HNS bots relay instructions and commands from one another, similar to the basics of the P2P protocol. Botezatu says an HNS bot can receive and execute several types of commands, such as "data exfiltration, code execution and interference with a device’s operation."

No DDoS function (yet)

Surprisingly, Bitdefender experts did not find a DDoS function, meaning the botnet is intended to be deployed as a proxy network, similar to how most IoT botnets have been weaponized in the past year after DDoS functions drew too much attention and led to the downfall of many aggressive botnets.

The botnet spreads via dictionary brute-force attacks against devices with open Telnet ports. Just like its unique P2P bot management protocol, this spreading mechanism is also heavily customized. Botezatu explains below:

The bot features a worm-like spreading mechanism that randomly generates a list of IP addresses to get potential targets. It then initiates a raw socket SYN connection to each host in the list and continues communication with those that answer the request on specific destination ports (23 2323, 80, 8080). Once the connection has been established, the bot looks for a specific banner (“buildroot login:”) presented by the victim. If it gets this login banner, it attempts to log in with a set of predefined credentials. If that fails, the botnet attempts a dictionary attack using a hardcoded list.

Once a session is established with a new victim, the sample will run through a “state machine” to properly identify the target device and select the most suitable compromise method. For example, if the victim has the same LAN as the bot, the bot sets up TFTP server to allow the victim to download the sample from the bot. If the victim is located on the internet, the bot will attempt a specific remote payload delivery method to get the victim to download and run the malware sample. These exploitation techniques are preconfigured and are located in a memory location that is digitally signed to prevent tampering. This list can be updated remotely and propagated among infected hosts.

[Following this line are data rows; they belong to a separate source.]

use std::fmt;

use log::{debug, warn};
use serde_json::{json, Value};

use crate::common::command::By;
use crate::component::{Component, ATTRIBUTE_WIDGETID};
use crate::components::combobox::{deselect_all_unsupported, select_scripted, Selectable};
use crate::domain::{self, Domain};
use crate::error::{ErrorCode, WebDriverError, WebDriverResult};
use crate::js::{self, dojo};
use crate::model::{parse_items, Element};
use crate::webdrivercommands::WebDriverCommands;
use crate::webelement::WebElement;

/// The Dojo widgets a [`DojoSelect`] can drive.
#[derive(Debug, Clone, Copy, PartialEq, Eq)]
pub enum DojoSelectKind {
    ComboBox,
    FilteringSelect,
    Select,
}

impl DojoSelectKind {
    /// In the order they are tried.
    pub const ALL: [DojoSelectKind; 3] =
        [DojoSelectKind::ComboBox, DojoSelectKind::FilteringSelect, DojoSelectKind::Select];

    pub fn class_name(&self) -> &'static str {
        match self {
            DojoSelectKind::ComboBox => "dijit.form.ComboBox",
            DojoSelectKind::FilteringSelect => "dijit.form.FilteringSelect",
            DojoSelectKind::Select => "dijit.form.Select",
        }
    }

    /// The widget's root css class and tag, for pages where the Dojo class
    /// cannot be read.
    fn fallback(&self) -> (&'static str, &'static str) {
        match self {
            DojoSelectKind::ComboBox => ("dijit dijitReset dijitInline dijitLeft dijitTextBox dijitComboBox", "div"),
            DojoSelectKind::FilteringSelect => {
                ("dijit dijitReset dijitInline dijitLeft dijitTextBox dijitComboBox", "div")
            }
            DojoSelectKind::Select => ("dijit dijitReset dijitInline dijitLeft dijitDownArrowButton dijitSelect", "table"),
        }
    }

    /// Store-backed widgets select by setting `item`, the others by `value`.
    fn uses_store(&self) -> bool {
        !matches!(self, DojoSelectKind::Select)
    }
}

impl fmt::Display for DojoSelectKind {
    fn fmt(&self, f: &mut fmt::Formatter<'_>) -> fmt::Result {
        f.write_str(self.class_name())
    }
}

/// Operates a Dojo select-like widget through its widget object.
#[derive(Debug)]
pub struct DojoSelect {
    kind: DojoSelectKind,
    multiple: bool,
}

impl DojoSelect {
    pub fn new(component: &Component<'_>, kind: DojoSelectKind) -> WebDriverResult<Self> {
        let element = component.element();
        let supported = Domain::Dojo.supports(&element, &[kind.class_name()]) || {
            let (class, tag) = kind.fallback();
            component.class().as_deref() == Some(class)
                && component.tag().map_or(false, |t| t.eq_ignore_ascii_case(tag))
        };
        if !supported {
            debug!("Supported {} classes: {}", Domain::Dojo, kind);
            return Err(crate::components::unsupported_type(component));
        }
        let multiple = match domain::dojo_get_property(&element, "multiple") {
            Ok(v) => v.as_bool().unwrap_or(false),
            Err(e) => {
                debug!("Met {}", e);
                false
            }
        };
        Ok(DojoSelect {
            kind,
            multiple,
        })
    }

    pub fn kind(&self) -> DojoSelectKind {
        self.kind
    }

    fn set(&self, component: &Component<'_>, property: &str, value: Value) -> WebDriverResult<()> {
        js::call_on(&component.element(), &dojo::WIDGET_BASE_SET, &[json!(property), value])?;
        Ok(())
    }

    fn select_option(&self, component: &Component<'_>, option: &Element) -> WebDriverResult<()> {
        if self.kind.uses_store() {
            let id = option.id.clone().or_else(|| option.value.clone());
            let item = json!({"id": id, "value": option.value, "name": option.label});
            self.set(component, "item", item)
        } else {
            self.set(component, "value", json!(option.value))
        }
    }

    /// The drop-down of the widget, looked up by its popup parent or by the
    /// `<widgetid>_menu` / `<widgetid>_popup` naming convention.
    pub fn popup<'a>(&self, component: &Component<'a>) -> Option<WebElement<'a>> {
        let session = component.session();
        let first = |css: String| match session.find_elements(By::Css(&css)) {
            Ok(found) => found.into_iter().next(),
            Err(e) => {
                warn!("cannot find the popup by '{}': {}", css, e);
                None
            }
        };
        if let Some(parent) = component.dijitpopupparent() {
            if let Some(e) = first(format!("[{}='{}']", ATTRIBUTE_WIDGETID, parent)) {
                return Some(e);
            }
        }
        let wid = component.widgetid()?;
        first(format!("[{0}='{1}_menu'],[{0}='{1}_popup']", ATTRIBUTE_WIDGETID, wid))
    }
}

impl Selectable for DojoSelect {
    fn is_multiple(&self) -> bool {
        self.multiple
    }

    fn options(&self, component: &Component<'_>) -> WebDriverResult<Vec<Element>> {
        let ret = component.with_element(|e| {
            if self.kind.uses_store() {
                js::call_on(e, &dojo::STORE_QUERY, &[json!({}), json!({})])
            } else {
                js::call_on(e, &dojo::FORM_SELECT_WIDGET_GET_OPTIONS, &[])
            }
        })?;
        Ok(parse_items(ret.value()))
    }

    fn select_by_visible_text(&self, component: &Component<'_>, text: &str) -> WebDriverResult<()> {
        let options = self.options(component)?;
        select_scripted(
            component,
            &options,
            |o| o.label() == text,
            format!("Cannot locate element with text: {}", text),
            |o| self.select_option(component, o),
        )
    }

    fn select_by_index(&self, component: &Component<'_>, index: i64) -> WebDriverResult<()> {
        let options = self.options(component)?;
        select_scripted(
            component,
            &options,
            |o| o.index == Some(index),
            format!("Cannot locate option with index: {}", index),
            |o| self.select_option(component, o),
        )
    }

    fn select_by_value(&self, component: &Component<'_>, value: &str) -> WebDriverResult<()> {
        let options = self.options(component)?;
        select_scripted(
            component,
            &options,
            |o| o.value.as_deref() == Some(value),
            format!("Cannot locate option with value: {}", value),
            |o| self.select_option(component, o),
        )
    }

    fn deselect_all(&self, _component: &Component<'_>) -> WebDriverResult<()> {
        Err(deselect_all_unsupported(self.multiple))
    }

    fn deselect_by_value(&self, _component: &Component<'_>, _value: &str) -> WebDriverResult<()> {
        Err(WebDriverError::not_supported())
    }

    fn deselect_by_index(&self, _component: &Component<'_>, _index: i64) -> WebDriverResult<()> {
        Err(WebDriverError::not_supported())
    }

    fn deselect_by_visible_text(&self, _component: &Component<'_>, _text: &str) -> WebDriverResult<()> {
        Err(WebDriverError::not_supported())
    }

    fn hide_popup(&self, component: &Component<'_>) -> WebDriverResult<()> {
        js::call_on(&component.element(), &dojo::HAS_DROP_DOWN_CLOSE, &[json!(true)]).map(|_| ()).map_err(|e| {
            debug!("Met {}", e);
            WebDriverError::widget(ErrorCode::FailClosePopup, "Fail to hide the combo-box's popup.")
        })
    }

    fn show_popup(&self, component: &Component<'_>) -> WebDriverResult<()> {
        let element = component.element();
        let opened = js::call_on(&element, &dojo::HAS_DROP_DOWN_IS_LOADED, &[]).and_then(|loaded| {
            if loaded.value().as_bool().unwrap_or(false) {
                js::call_on(&element, &dojo::HAS_DROP_DOWN_OPEN, &[])
            } else {
                js::call_on(&element, &dojo::HAS_DROP_DOWN_LOAD_AND_OPEN, &[])
            }
        });
        opened.map(|_| ()).map_err(|e| {
            debug!("Met {}", e);
            WebDriverError::widget(ErrorCode::FailOpenPopup, "Fail to show the combo-box's popup.")
        })
    }
}

#[cfg(test)]
mod tests {
    use super::*;
    use crate::common::command::RequestMethod;
    use crate::common::types::ElementId;
    use crate::http::mock_sync::MockDriverSync;

    fn dojo_mock(class_name: &'static str) -> MockDriverSync {
        let mock = MockDriverSync::new();
        mock.on_request(RequestMethod::Get, "/element/w1/displayed", json!(true));
        mock.on_request(RequestMethod::Get, "/element/w1/attribute/class", json!("dijit dijitReset"));
        mock.on_request(RequestMethod::Get, "/element/w1/attribute/widgetid", json!("fruit"));
        mock.on(move |r| {
            let body = r.body.as_ref()?;
            let script = body["script"].as_str()?;
            if !script.ends_with("return dojo_objectIsInstanceof(arguments[0], arguments[1]);") {
                return None;
            }
            let matched = body["args"][1].as_array()?.iter().any(|c| c == class_name);
            Some(Ok(json!({ "value": matched })))
        });
        mock
    }

    fn script_calls(mock: &MockDriverSync, call: &str) -> Vec<Value> {
        mock.requests()
            .into_iter()
            .filter_map(|r| r.body)
            .filter(|b| b["script"].as_str().map_or(false, |s| s.contains(call)))
            .collect()
    }

    #[test]
    fn test_filtering_select_sets_item() {
        let mock = dojo_mock("dijit.form.FilteringSelect");
        mock.on_script(
            "return dojo_store_api_Store_query(",
            json!([
                {"id": "1", "label": "Apple", "value": "apple", "index": 0},
                {"id": "2", "label": "Pear", "value": "pear", "index": 1},
            ]),
        );
        let session = mock.session();
        let component = Component::new(WebElement::new(&session, ElementId::from("w1"))).unwrap();
        assert!(DojoSelect::new(&component, DojoSelectKind::ComboBox).is_err());
        let select = DojoSelect::new(&component, DojoSelectKind::FilteringSelect).unwrap();

        select.select_by_visible_text(&component, "Pear").unwrap();
        let calls = script_calls(&mock, "return dojo_dijit_WidgetBase_set(");
        assert_eq!(calls.len(), 1);
        assert_eq!(calls[0]["args"][1], json!("item"));
        assert_eq!(calls[0]["args"][2], json!({"id": "2", "value": "pear", "name": "Pear"}));
    }

    #[test]
    fn test_select_sets_value_and_opens_popup() {
        let mock = dojo_mock("dijit.form.Select");
        mock.on_script(
            "return dojo_FormSelectWidget_getOptions(",
            json!([{"label": "Red", "value": "r", "selected": true}, {"label": "Blue", "value": "b"}]),
        );
        mock.on_script("return dojo_HasDropDown_isLoaded(", json!(false));
        let session = mock.session();
        let component = Component::new(WebElement::new(&session, ElementId::from("w1"))).unwrap();
        let select = DojoSelect::new(&component, DojoSelectKind::Select).unwrap();
        assert_eq!(select.kind(), DojoSelectKind::Select);

        select.select_by_index(&component, 1).unwrap();
        let calls = script_calls(&mock, "return dojo_dijit_WidgetBase_set(");
        assert_eq!(calls[0]["args"][1], json!("value"));
        assert_eq!(calls[0]["args"][2], json!("b"));

        select.show_popup(&component).unwrap();
        assert_eq!(script_calls(&mock, "return dojo_HasDropDown_loadAndOpenDropDown(").len(), 1);
        assert!(script_calls(&mock, "return dojo_HasDropDown_openDropDown(").is_empty());
    }

    #[test]
    fn test_popup_by_widgetid_convention() {
        let mock = dojo_mock("dijit.form.Select");
        mock.on(|r| {
            let using = r.body.as_ref()?["value"].as_str()?;
            if r.url.ends_with("/elements") && using.contains("fruit_menu") {
                Some(Ok(json!({"value": [crate::http::mock_sync::element_json("pm")]})))
            } else {
                None
            }
        });
        let session = mock.session();
        let component = Component::new(WebElement::new(&session, ElementId::from("w1"))).unwrap();
        let select = DojoSelect::new(&component, DojoSelectKind::Select).unwrap();
        let popup = select.popup(&component).unwrap();
        assert_eq!(popup.element_id.to_string(), "pm");
    }
}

The good news is that just like all IoT malware, HNS cannot establish persistence on infected devices, meaning the malware is automatically removed with every device reboot.

This makes managing the HNS botnet a 24-hour job, with the botnet needing constant supervision from its creator in order to ensure the botnet continues to add new bots before the old ones die off.

HNS still under development

In addition, because it's a new arrival on the IoT malware scene, HNS is also in a state of constant change, as its operator(s) explores new spreading and bot management techniques.

As many of these "new" botnets have had a tendency to disappear after a few weeks, let's hope HNS' author gets bored and abandons his "experiment."

A 14K botnet is nothing to ignore. If we learned anything from the ProxyM botnet is that you don't need tens of thousands of infected devices to run a profitable botnet. Four-five thousands are enough.